Concordo com o que ele chama de políticas para as maiorias, um exemplo é o bozo, que disse que iria governar pra ela e que a minoria teria que aceitar, é disso que ele está falando e a análise está correta, embora este sistema da extrema direita seja desprezível moralmente.

Quanto à corrupção nos governos de “esquerda”, ele acerta mais uma vez, o PT, além de ter construído uma máquina de corrupção, com o claro intuito de se perpetuar no poder, passou 14 anos agradando a direita com os maiores lucros da história do mundo capitalista, perdão de dívidas, recusa fiscal, Refis e completa ausência de reformas política, fiscal e do judiciário, sempre agradando os caciques dessas três esferas.

    Paulo

    25/05/2019 - 21h40

    Mas a reforma fiscal é pleito da direita, também…

Zé Maconha

25/05/2019 - 14h34

Aonde a direita desenvolveu projetos identitários para maiorias?
A direita aposta no ódio , no preconceito e na ignorância e continua governando pra 1% da população.
A extrema-direita crescer é culpa do ser humano e sua podridão.
Esse discurso de criticar a defesa de minorias é rídiculo , as mulheres são maioria em boa parte dos países , os negros maioria no Brasil.
Os banqueiros e empresário que a direita defende é que são minoria.
Os evangélicos no Brasil ainda são minoria.
Esse discurso vem de pessoas como o Miguel e o Ciro , que no fundo são de direita.
E chamar o Podemos e o SYRIZA de populistas?
Eles representam a esquerda do século 21 , o próprio termo populismo é rídiculo e preconceituoso.
Quem tem que fazer auto-crìtica são os racistas , homofóbicos , xenófobos e machistas.
E os “esquerdistas” covardes que se ajoelham diante deles são ainda piores.
O que essa gente quer? Que a esquerda se curve aos preconceitos? Nós já defendemos os 99% contra os 1% que a direita defende.
Essa balela já enxeu o saco , se o povo é burro e ingrato que vote na direita , jamais mudarei o que eu penso pra bajular gente ignorante e cheia de ódio.
A esquerda foi de “vamos meter uma bala na cabeça dos fascistas” para ” vamos mudar nosso discurso pra bajular os fascistas”.

    lucio

    25/05/2019 - 16h15

    podemos e syriza sao TRAIDORES. a grecia foi esmagada pelas politicas liberistas do sub-imperio euro-alemao, syriza foi eleita para SAIR DO EURO e… nao saiu. aceitou o imperio.

    Mario Augusto

    25/05/2019 - 19h31

    A contradição fundamental do capitalismo ainda é capital x trabalho. Negar isso com políticas de grupos identitários é jogar água no moinho da direita, da manutenção do status quo.
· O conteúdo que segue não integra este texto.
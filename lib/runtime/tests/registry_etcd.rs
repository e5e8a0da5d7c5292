// SPDX-FileCopyrightText: Copyright (c) 2024-2026 NVIDIA CORPORATION & AFFILIATES. All rights reserved.
// SPDX-License-Identifier: Apache-2.0

//! Registry, condition, and election tests against a live etcd.
//!
//! These are ignored by default; bring up an etcd on localhost:2379 and run
//! `cargo test -p lattice-runtime -- --ignored`.

use std::collections::HashSet;
use std::time::Duration;

use lattice_runtime::conditions::{ConditionError, CountWatch, Join, NameWatch, State};
use lattice_runtime::config::RuntimeConfig;
use lattice_runtime::registry::{EventType, Registry, RegistryError, NO_LEASE};

async fn connect() -> etcd_client::Client {
    etcd_client::Client::connect(["localhost:2379"], None)
        .await
        .expect("etcd not reachable on localhost:2379")
}

fn scratch(prefix: &str) -> String {
    format!("{}-{}", prefix, uuid::Uuid::new_v4().simple())
}

fn fast_registry(client: etcd_client::Client) -> Registry {
    let config = RuntimeConfig {
        lease_duration: Duration::from_secs(2),
        ..Default::default()
    };
    Registry::with_config(client, &config)
}

#[tokio::test]
#[ignore = "requires a running etcd"]
async fn test_initial_lease_id() {
    let registry = fast_registry(connect().await);
    assert_eq!(registry.lease_id(), NO_LEASE);

    registry.start("1.2.3.4:5000").await.unwrap();
    assert!(registry.lease_id() > 0);

    registry.stop().await;
}

#[tokio::test]
#[ignore = "requires a running etcd"]
async fn test_register_then_read() {
    let registry = fast_registry(connect().await);
    registry.start("1.2.3.4:5000").await.unwrap();

    let key = scratch("test-registration");
    registry.register(key.as_str()).await.unwrap();

    let reg = registry.find_registration(&key).await.unwrap();
    assert_eq!(reg.key, key);
    assert_eq!(reg.address, "1.2.3.4:5000");
    assert_eq!(reg.registry, registry.registry());

    registry.stop().await;
}

#[tokio::test]
#[ignore = "requires a running etcd"]
async fn test_register_deregister_not_started() {
    let registry = fast_registry(connect().await);

    let err = registry.register("never-started").await.unwrap_err();
    assert!(matches!(err, RegistryError::NotStarted));

    let err = registry.deregister("never-started").await.unwrap_err();
    assert!(matches!(err, RegistryError::NotStarted));
}

#[tokio::test]
#[ignore = "requires a running etcd"]
async fn test_double_register_rejected() {
    let registry = fast_registry(connect().await);
    registry.start("localhost:7000").await.unwrap();

    let key = scratch("test-registration-twice");
    registry.register(key.as_str()).await.unwrap();
    let err = registry.register(key.as_str()).await.unwrap_err();
    assert!(matches!(err, RegistryError::AlreadyRegistered));

    registry.stop().await;
}

#[tokio::test]
#[ignore = "requires a running etcd"]
async fn test_deregister_then_find_is_not_found() {
    let registry = fast_registry(connect().await);
    registry.start("localhost:7000").await.unwrap();

    let key = scratch("test-dereg");
    registry.register(key.as_str()).await.unwrap();
    registry.deregister(key.as_str()).await.unwrap();

    let err = registry.find_registration(&key).await.unwrap_err();
    assert!(matches!(err, RegistryError::NotFound));

    registry.stop().await;
}

#[tokio::test]
#[ignore = "requires a running etcd"]
async fn test_stop_deletes_owned_keys() {
    let client = connect().await;
    let registry = fast_registry(client.clone());
    registry.start("localhost:7000").await.unwrap();

    let prefix = scratch("test-stop");
    for i in 0..3 {
        registry
            .register(format!("{}/k-{}", prefix, i))
            .await
            .unwrap();
    }
    registry.stop().await;

    let mut client = client;
    let resp = client
        .get(
            prefix.as_str(),
            Some(etcd_client::GetOptions::new().with_prefix()),
        )
        .await
        .unwrap();
    assert_eq!(resp.count(), 0, "stop did not delete lease-owned keys");
}

#[tokio::test]
#[ignore = "requires a running etcd"]
async fn test_keepalive_heartbeats() {
    let client = connect().await;
    let config = RuntimeConfig {
        lease_duration: Duration::from_secs(1),
        ..Default::default()
    };
    let registry = Registry::with_config(client, &config);
    registry.start("localhost:7000").await.unwrap();

    tokio::time::sleep(Duration::from_secs(3)).await;
    let stats = registry.keep_alive_stats();
    assert!(
        stats.success >= 1,
        "expected at least one successful heartbeat, got {:?}",
        stats
    );

    registry.stop().await;
}

#[tokio::test]
#[ignore = "requires a running etcd"]
async fn test_watch_additions_and_deletions() {
    let registry = fast_registry(connect().await);
    registry.start("localhost:7000").await.unwrap();

    let prefix = scratch("peer");
    let initial_keys: Vec<String> = (1..=3).map(|i| format!("{}-{}", prefix, i)).collect();
    for key in &initial_keys {
        registry.register(key.as_str()).await.unwrap();
    }

    let (initial, mut events) = registry.watch(prefix.clone()).await.unwrap();
    let initial_set: HashSet<String> = initial.into_iter().map(|r| r.key).collect();
    assert_eq!(
        initial_set,
        initial_keys.iter().cloned().collect::<HashSet<_>>()
    );

    let added_keys: Vec<String> = (4..=5).map(|i| format!("{}-{}", prefix, i)).collect();
    for key in &added_keys {
        registry.register(key.as_str()).await.unwrap();
    }
    for key in &initial_keys {
        registry.deregister(key.as_str()).await.unwrap();
    }

    let mut adds = HashSet::new();
    let mut dels = HashSet::new();
    while adds.len() + dels.len() < 5 {
        let event = tokio::time::timeout(Duration::from_secs(5), events.recv())
            .await
            .expect("watch timed out")
            .expect("watch closed early");
        match event.event_type {
            EventType::Create => {
                adds.insert(event.key);
            }
            EventType::Delete => {
                dels.insert(event.key);
            }
            other => panic!("unexpected event type {:?}", other),
        }
    }

    assert_eq!(adds, added_keys.iter().cloned().collect::<HashSet<_>>());
    assert_eq!(dels, initial_keys.iter().cloned().collect::<HashSet<_>>());

    registry.stop().await;
}

#[tokio::test]
#[ignore = "requires a running etcd"]
async fn test_join_rejoin_and_exit() {
    let client = connect().await;
    let cohort = scratch("cohort");
    let join = Join::new(
        client.clone(),
        Duration::from_secs(10),
        &[&cohort, "started", "member-1"],
    );

    join.rejoin().await.unwrap();
    // Rejoin before the TTL elapses is equivalent to a single rejoin.
    join.rejoin().await.unwrap();
    join.alive().await.unwrap();

    let mut client = client;
    let resp = client.get(join.key(), None).await.unwrap();
    assert_eq!(resp.count(), 1);

    join.exit().await.unwrap();
    let resp = client.get(join.key(), None).await.unwrap();
    assert_eq!(resp.count(), 0);
}

#[tokio::test]
#[ignore = "requires a running etcd"]
async fn test_count_watch_reaches_target() {
    let client = connect().await;
    let cohort = scratch("cohort");

    let watch = CountWatch::new(client.clone(), &[&cohort, "started"]);
    let reached = watch.watch_until(2).await.unwrap();

    let j1 = Join::new(
        client.clone(),
        Duration::from_secs(10),
        &[&cohort, "started", "m-1"],
    );
    let j2 = Join::new(
        client.clone(),
        Duration::from_secs(10),
        &[&cohort, "started", "m-2"],
    );
    j1.rejoin().await.unwrap();
    j2.rejoin().await.unwrap();

    tokio::time::timeout(Duration::from_secs(5), reached)
        .await
        .expect("count never reached")
        .expect("watch dropped");

    j1.exit().await.unwrap();
    j2.exit().await.unwrap();
}

#[tokio::test]
#[ignore = "requires a running etcd"]
async fn test_name_watch_sees_member() {
    let client = connect().await;
    let cohort = scratch("cohort");

    let watch = NameWatch::new(client.clone(), &[&cohort, "finished"]);
    let appeared = watch.watch_until("leader-0").await.unwrap();

    let join = Join::new(
        client.clone(),
        Duration::from_secs(10),
        &[&cohort, "finished", "leader-0"],
    );
    join.rejoin().await.unwrap();

    tokio::time::timeout(Duration::from_secs(5), appeared)
        .await
        .expect("name never appeared")
        .expect("watch dropped");

    join.exit().await.unwrap();
}

#[tokio::test]
#[ignore = "requires a running etcd"]
async fn test_state_cas() {
    let client = connect().await;
    let path = scratch("flow-state");

    let writer = State::new(client.clone(), Duration::from_secs(60), &[&path, "leader"]);
    let racer = State::new(client.clone(), Duration::from_secs(60), &[&path, "leader"]);

    writer.init(&42u64).await.unwrap();
    let err = racer.init(&0u64).await.unwrap_err();
    assert!(matches!(err, ConditionError::Conflict));

    let v: u64 = racer.fetch().await.unwrap();
    assert_eq!(v, 42);

    // Both saw the same revision; the first store wins, the second
    // conflicts until it refetches.
    let _: u64 = writer.fetch().await.unwrap();
    writer.store(&43u64).await.unwrap();
    let err = racer.store(&44u64).await.unwrap_err();
    assert!(matches!(err, ConditionError::Conflict));

    let v: u64 = racer.fetch().await.unwrap();
    assert_eq!(v, 43);
    racer.store(&44u64).await.unwrap();

    let v: u64 = writer.fetch().await.unwrap();
    assert_eq!(v, 44);
}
Nostradamus ( bacia & banquinho )

25/05/2019 - 14h28

Balela !!!
Poderíamos refutar cada frase com citações textuais dos livros de Jessé de Souza e do professor estadunidense Jason Stanley.
O nome adequado é fascismo. O texto é permeado por truques acadêmicos.
Não me darei ao trabalho de empreender o trabalho de refutação deste texto por demais panfletário, quase lacerdista, que trabalha como o Miguel do Rosário em favor da causa antipetista.